use std::sync::Arc;
use std::sync::atomic::{AtomicUsize, Ordering};

use once_cell::sync::Lazy;

/// Global runtime metrics for the collector.
///
/// Purpose:
/// - Track how many channel fetchers are running
/// - Track channel outcomes (done / empty / failed)
/// - Track paging throughput and retries
///
/// Design:
/// - Lock-free (Atomics)
/// - Cheap to update
/// - Observability only; nothing reads these to make decisions
#[derive(Default)]
pub struct RuntimeMetrics {
    pub fetchers_active: AtomicUsize,

    // Channels
    pub partitions_done: AtomicUsize,
    pub partitions_empty: AtomicUsize,
    pub partitions_failed: AtomicUsize,

    // Paging
    pub pages_fetched: AtomicUsize,
    pub items_fetched: AtomicUsize,
    pub page_retries: AtomicUsize,
    pub page_timeouts: AtomicUsize,
}

impl RuntimeMetrics {
    /// One-line snapshot for the periodic reporter.
    pub fn summary(&self) -> String {
        format!(
            "active={} done={} empty={} failed={} pages={} items={} retries={} timeouts={}",
            self.fetchers_active.load(Ordering::Relaxed),
            self.partitions_done.load(Ordering::Relaxed),
            self.partitions_empty.load(Ordering::Relaxed),
            self.partitions_failed.load(Ordering::Relaxed),
            self.pages_fetched.load(Ordering::Relaxed),
            self.items_fetched.load(Ordering::Relaxed),
            self.page_retries.load(Ordering::Relaxed),
            self.page_timeouts.load(Ordering::Relaxed),
        )
    }
}

/// Global metrics registry (singleton)
pub static METRICS: Lazy<Arc<RuntimeMetrics>> =
    Lazy::new(|| Arc::new(RuntimeMetrics::default()));

/// Increments a counter by one.
pub fn incr(counter: &AtomicUsize) {
    counter.fetch_add(1, Ordering::Relaxed);
}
------------------------
Repeat each entry exactly.

use std::sync::Arc;
use std::sync::atomic::{AtomicUsize, Ordering};

use once_cell::sync::Lazy;

/// Global runtime metrics for the collector.
///
/// Purpose:
/// - Track how many channel fetchers are running
/// - Track channel outcomes (done / empty / failed)
/// - Track paging throughput and retries
///
/// Design:
/// - Lock-free (Atomics)
/// - Cheap to update
/// - Observability only; nothing reads these to make decisions
#[derive(Default)]
pub struct RuntimeMetrics {
    pub fetchers_active: AtomicUsize,

    // Channels
    pub partitions_done: AtomicUsize,
    pub partitions_empty: AtomicUsize,
    pub partitions_failed: AtomicUsize,

    // Paging
    pub pages_fetched: AtomicUsize,
    pub items_fetched: AtomicUsize,
    pub page_retries: AtomicUsize,
    pub page_timeouts: AtomicUsize,
}

impl RuntimeMetrics {
    /// One-line snapshot for the periodic reporter.
    pub fn summary(&self) -> String {
        format!(
            "active={} done={} empty={} failed={} pages={} items={} retries={} timeouts={}",
            self.fetchers_active.load(Ordering::Relaxed),
            self.partitions_done.load(Ordering::Relaxed),
            self.partitions_empty.load(Ordering::Relaxed),
            self.partitions_failed.load(Ordering::Relaxed),
            self.pages_fetched.load(Ordering::Relaxed),
            self.items_fetched.load(Ordering::Relaxed),
            self.page_retries.load(Ordering::Relaxed),
            self.page_timeouts.load(Ordering::Relaxed),
        )
    }
}

/// Global metrics registry (singleton)
pub static METRICS: Lazy<Arc<RuntimeMetrics>> =
    Lazy::new(|| Arc::new(RuntimeMetrics::default()));

/// Increments a counter by one.
pub fn incr(counter: &AtomicUsize) {
    counter.fetch_add(1, Ordering::Relaxed);
}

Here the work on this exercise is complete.